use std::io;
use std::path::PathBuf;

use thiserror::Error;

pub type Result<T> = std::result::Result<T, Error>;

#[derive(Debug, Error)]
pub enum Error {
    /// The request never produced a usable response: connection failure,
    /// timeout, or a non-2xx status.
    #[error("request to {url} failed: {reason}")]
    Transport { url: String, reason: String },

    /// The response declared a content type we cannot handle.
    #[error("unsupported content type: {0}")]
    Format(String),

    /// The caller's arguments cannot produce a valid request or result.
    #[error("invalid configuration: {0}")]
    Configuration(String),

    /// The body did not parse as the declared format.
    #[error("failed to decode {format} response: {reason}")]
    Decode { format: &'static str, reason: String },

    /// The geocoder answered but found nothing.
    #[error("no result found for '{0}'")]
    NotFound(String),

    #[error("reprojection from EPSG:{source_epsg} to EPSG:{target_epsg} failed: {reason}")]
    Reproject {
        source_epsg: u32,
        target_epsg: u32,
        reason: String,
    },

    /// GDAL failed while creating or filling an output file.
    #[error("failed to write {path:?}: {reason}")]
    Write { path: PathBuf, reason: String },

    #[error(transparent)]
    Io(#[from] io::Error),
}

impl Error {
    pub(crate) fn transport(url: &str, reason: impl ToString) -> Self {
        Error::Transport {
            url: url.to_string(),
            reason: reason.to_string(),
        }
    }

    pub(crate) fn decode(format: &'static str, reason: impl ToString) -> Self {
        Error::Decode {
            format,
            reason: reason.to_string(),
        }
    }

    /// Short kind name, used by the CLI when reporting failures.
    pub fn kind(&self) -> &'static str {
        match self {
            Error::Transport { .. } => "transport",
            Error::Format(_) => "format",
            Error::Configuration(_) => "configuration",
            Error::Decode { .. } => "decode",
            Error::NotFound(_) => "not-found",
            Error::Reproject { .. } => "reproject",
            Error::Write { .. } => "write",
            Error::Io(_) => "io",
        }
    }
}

────

WHAT IS REQUIRED | Return every record, leaving each line exactly as it was given.

ANSWER SPACE |
use std::io;
use std::path::PathBuf;

use thiserror::Error;

pub type Result<T> = std::result::Result<T, Error>;

#[derive(Debug, Error)]
pub enum Error {
    /// The request never produced a usable response: connection failure,
    /// timeout, or a non-2xx status.
    #[error("request to {url} failed: {reason}")]
    Transport { url: String, reason: String },

    /// The response declared a content type we cannot handle.
    #[error("unsupported content type: {0}")]
    Format(String),

    /// The caller's arguments cannot produce a valid request or result.
    #[error("invalid configuration: {0}")]
    Configuration(String),

    /// The body did not parse as the declared format.
    #[error("failed to decode {format} response: {reason}")]
    Decode { format: &'static str, reason: String },

    /// The geocoder answered but found nothing.
    #[error("no result found for '{0}'")]
    NotFound(String),

    #[error("reprojection from EPSG:{source_epsg} to EPSG:{target_epsg} failed: {reason}")]
    Reproject {
        source_epsg: u32,
        target_epsg: u32,
        reason: String,
    },

    /// GDAL failed while creating or filling an output file.
    #[error("failed to write {path:?}: {reason}")]
    Write { path: PathBuf, reason: String },

    #[error(transparent)]
    Io(#[from] io::Error),
}

impl Error {
    pub(crate) fn transport(url: &str, reason: impl ToString) -> Self {
        Error::Transport {
            url: url.to_string(),
            reason: reason.to_string(),
        }
    }

    pub(crate) fn decode(format: &'static str, reason: impl ToString) -> Self {
        Error::Decode {
            format,
            reason: reason.to_string(),
        }
    }

    /// Short kind name, used by the CLI when reporting failures.
    pub fn kind(&self) -> &'static str {
        match self {
            Error::Transport { .. } => "transport",
            Error::Format(_) => "format",
            Error::Configuration(_) => "configuration",
            Error::Decode { .. } => "decode",
            Error::NotFound(_) => "not-found",
            Error::Reproject { .. } => "reproject",
            Error::Write { .. } => "write",
            Error::Io(_) => "io",
        }
    }
}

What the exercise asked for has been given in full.